[Stored data entries]
Content starts
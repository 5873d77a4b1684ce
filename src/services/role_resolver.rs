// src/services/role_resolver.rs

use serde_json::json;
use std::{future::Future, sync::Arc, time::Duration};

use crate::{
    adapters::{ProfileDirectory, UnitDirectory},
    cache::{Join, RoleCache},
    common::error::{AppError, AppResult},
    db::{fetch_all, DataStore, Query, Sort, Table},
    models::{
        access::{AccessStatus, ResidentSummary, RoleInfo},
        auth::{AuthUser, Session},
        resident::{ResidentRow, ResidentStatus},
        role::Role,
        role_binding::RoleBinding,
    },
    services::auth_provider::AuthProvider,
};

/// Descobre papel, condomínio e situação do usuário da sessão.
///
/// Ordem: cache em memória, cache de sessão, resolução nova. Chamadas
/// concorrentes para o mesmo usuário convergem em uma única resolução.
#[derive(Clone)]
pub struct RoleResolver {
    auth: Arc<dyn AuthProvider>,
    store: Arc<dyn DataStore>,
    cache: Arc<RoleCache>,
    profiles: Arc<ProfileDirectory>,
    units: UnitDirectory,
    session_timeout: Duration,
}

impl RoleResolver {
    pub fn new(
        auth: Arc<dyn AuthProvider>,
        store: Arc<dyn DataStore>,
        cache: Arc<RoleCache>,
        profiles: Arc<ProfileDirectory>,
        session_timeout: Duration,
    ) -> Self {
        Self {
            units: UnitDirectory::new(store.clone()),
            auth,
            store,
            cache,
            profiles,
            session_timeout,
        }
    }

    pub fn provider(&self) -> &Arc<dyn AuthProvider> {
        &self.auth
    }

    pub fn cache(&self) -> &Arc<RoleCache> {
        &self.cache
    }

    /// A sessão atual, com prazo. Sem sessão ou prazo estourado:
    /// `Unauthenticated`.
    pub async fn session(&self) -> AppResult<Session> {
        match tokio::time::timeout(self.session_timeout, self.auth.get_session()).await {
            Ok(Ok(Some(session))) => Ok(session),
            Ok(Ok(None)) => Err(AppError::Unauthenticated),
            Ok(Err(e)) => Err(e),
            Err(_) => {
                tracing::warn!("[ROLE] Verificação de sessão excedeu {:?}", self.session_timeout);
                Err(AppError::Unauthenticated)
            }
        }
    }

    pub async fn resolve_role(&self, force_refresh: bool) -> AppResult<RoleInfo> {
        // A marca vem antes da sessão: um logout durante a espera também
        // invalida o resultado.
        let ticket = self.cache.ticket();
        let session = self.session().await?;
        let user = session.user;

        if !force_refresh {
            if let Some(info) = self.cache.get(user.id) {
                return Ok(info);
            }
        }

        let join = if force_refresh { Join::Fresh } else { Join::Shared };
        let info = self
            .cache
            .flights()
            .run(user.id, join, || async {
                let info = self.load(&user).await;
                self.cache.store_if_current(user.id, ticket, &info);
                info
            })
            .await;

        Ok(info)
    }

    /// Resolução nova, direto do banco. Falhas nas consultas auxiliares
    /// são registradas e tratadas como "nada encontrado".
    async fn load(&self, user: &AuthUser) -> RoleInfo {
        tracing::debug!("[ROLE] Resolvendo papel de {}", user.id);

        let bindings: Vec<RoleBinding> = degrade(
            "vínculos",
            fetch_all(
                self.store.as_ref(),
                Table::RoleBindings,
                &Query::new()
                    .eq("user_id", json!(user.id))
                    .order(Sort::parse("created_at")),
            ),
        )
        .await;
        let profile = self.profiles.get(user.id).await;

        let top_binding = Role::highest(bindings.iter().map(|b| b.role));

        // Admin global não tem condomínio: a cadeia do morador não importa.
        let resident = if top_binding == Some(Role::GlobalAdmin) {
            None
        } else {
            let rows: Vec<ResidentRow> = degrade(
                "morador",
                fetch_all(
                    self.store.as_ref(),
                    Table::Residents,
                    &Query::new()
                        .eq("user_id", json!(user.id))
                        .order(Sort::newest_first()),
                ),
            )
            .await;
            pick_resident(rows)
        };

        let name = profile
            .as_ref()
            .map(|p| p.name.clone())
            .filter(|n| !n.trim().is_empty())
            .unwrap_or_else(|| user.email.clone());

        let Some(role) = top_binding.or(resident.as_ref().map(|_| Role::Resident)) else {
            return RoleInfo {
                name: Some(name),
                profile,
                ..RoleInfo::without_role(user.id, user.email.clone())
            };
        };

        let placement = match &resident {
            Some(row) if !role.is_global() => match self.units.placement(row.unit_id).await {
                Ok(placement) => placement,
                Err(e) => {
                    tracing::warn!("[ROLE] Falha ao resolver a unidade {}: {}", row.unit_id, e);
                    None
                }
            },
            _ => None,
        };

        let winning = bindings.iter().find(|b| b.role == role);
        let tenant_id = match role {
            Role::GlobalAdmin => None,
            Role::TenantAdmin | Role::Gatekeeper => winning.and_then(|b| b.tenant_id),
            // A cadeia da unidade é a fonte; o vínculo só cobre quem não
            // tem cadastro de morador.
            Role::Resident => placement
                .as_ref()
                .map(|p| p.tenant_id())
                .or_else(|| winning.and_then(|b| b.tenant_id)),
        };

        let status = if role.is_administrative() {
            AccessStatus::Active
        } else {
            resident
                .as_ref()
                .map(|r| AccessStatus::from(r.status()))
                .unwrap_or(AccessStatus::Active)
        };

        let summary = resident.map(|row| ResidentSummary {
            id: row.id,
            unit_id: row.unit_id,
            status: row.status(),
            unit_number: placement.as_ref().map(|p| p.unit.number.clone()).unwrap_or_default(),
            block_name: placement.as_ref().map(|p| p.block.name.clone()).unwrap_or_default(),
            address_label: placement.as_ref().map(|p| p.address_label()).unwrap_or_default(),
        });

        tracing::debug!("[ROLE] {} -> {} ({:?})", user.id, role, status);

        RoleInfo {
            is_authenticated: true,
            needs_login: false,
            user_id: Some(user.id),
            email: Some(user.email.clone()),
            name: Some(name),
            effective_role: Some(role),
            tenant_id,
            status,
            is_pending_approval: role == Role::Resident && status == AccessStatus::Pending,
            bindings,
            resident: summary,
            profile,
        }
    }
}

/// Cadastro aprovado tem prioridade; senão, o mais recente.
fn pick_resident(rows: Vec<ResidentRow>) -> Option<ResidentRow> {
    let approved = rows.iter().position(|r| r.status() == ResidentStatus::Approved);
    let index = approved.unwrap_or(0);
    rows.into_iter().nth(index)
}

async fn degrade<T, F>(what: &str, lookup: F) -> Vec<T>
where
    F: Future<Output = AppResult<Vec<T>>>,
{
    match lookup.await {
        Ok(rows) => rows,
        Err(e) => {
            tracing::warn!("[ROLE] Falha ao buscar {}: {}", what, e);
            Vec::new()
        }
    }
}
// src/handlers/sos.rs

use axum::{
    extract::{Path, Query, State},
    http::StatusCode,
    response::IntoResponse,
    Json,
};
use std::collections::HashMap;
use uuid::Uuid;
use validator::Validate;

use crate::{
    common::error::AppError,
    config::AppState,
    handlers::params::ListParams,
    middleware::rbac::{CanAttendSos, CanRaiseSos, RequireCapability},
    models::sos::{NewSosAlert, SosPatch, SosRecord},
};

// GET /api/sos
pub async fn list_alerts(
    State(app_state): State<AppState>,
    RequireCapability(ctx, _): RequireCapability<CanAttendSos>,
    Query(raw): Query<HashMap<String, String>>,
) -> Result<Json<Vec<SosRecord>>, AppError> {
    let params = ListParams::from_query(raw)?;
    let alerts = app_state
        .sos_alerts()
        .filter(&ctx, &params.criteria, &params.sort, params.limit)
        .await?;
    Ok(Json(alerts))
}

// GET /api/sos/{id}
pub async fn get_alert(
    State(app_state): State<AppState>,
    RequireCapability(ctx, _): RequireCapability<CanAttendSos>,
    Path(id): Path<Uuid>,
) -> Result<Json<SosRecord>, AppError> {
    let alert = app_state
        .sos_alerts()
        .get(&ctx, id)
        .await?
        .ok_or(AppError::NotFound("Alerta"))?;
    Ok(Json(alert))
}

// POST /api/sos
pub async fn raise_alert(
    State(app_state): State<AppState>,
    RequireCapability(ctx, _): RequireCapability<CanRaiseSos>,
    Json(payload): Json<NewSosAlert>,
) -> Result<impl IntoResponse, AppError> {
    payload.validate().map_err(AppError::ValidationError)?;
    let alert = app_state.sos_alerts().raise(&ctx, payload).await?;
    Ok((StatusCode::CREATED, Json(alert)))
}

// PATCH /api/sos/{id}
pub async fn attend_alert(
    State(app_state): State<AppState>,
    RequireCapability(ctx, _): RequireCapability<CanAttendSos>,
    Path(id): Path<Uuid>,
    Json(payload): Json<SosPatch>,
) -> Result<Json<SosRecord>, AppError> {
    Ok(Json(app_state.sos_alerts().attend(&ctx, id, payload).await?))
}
Content ends
Content starts
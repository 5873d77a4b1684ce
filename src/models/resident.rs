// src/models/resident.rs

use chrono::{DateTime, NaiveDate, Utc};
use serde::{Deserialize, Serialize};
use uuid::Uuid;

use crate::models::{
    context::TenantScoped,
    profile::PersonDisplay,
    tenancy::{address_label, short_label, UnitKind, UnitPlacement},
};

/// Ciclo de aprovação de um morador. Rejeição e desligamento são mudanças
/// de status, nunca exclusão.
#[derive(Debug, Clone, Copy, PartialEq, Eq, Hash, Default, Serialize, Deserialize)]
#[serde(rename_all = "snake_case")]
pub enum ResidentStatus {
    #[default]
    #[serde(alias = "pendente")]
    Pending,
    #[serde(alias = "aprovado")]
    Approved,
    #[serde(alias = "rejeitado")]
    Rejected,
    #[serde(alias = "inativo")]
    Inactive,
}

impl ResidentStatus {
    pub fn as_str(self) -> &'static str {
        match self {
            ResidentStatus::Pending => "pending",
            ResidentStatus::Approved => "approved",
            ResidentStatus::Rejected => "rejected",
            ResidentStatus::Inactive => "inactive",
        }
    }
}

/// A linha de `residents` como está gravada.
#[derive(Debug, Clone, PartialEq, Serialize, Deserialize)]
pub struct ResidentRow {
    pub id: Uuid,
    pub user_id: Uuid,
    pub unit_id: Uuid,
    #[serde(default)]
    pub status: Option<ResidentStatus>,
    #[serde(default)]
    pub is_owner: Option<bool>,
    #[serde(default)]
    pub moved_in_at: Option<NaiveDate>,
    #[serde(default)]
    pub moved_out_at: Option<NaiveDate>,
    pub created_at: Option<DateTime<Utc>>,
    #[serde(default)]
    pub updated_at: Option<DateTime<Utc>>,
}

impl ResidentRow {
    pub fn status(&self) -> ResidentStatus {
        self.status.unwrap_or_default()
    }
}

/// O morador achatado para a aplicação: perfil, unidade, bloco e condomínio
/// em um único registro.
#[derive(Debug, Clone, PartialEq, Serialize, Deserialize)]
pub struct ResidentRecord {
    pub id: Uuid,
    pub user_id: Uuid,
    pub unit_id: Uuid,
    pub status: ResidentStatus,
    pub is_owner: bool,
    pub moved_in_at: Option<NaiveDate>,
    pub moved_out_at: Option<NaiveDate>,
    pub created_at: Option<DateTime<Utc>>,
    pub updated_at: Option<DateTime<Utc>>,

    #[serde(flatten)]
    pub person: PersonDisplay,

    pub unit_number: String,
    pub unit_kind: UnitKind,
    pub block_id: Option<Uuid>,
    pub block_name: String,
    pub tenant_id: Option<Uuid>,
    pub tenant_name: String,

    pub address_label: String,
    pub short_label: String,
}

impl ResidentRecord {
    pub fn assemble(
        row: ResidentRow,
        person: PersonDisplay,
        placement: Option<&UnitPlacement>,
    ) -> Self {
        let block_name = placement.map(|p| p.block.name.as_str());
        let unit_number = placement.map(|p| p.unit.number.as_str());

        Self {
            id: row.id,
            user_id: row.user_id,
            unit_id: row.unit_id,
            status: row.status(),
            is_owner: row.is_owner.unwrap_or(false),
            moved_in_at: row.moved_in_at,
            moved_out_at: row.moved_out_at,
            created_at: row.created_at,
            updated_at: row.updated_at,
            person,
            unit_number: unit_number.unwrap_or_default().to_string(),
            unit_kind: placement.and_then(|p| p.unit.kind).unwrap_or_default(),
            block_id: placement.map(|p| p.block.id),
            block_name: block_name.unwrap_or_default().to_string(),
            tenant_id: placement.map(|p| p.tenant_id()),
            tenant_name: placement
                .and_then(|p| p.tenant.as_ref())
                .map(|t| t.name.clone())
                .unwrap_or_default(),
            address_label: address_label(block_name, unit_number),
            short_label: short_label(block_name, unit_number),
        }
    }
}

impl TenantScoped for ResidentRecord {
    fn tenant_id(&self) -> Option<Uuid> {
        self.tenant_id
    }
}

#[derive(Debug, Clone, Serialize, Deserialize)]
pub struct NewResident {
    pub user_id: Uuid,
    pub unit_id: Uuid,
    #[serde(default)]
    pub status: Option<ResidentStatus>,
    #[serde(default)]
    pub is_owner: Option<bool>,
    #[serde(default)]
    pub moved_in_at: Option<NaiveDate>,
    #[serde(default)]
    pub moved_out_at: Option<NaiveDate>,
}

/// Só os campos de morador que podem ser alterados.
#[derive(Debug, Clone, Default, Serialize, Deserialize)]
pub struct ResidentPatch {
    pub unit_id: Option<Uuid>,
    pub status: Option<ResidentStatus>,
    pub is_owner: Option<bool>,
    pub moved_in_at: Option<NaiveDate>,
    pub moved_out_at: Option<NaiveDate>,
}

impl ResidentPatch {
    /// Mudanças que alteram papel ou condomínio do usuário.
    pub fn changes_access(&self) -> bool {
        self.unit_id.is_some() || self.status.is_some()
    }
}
Content ends
Line by line, count how many lines of the entries contain the word "Deserialize", and give only that number.

> **Solution for this problem**: 6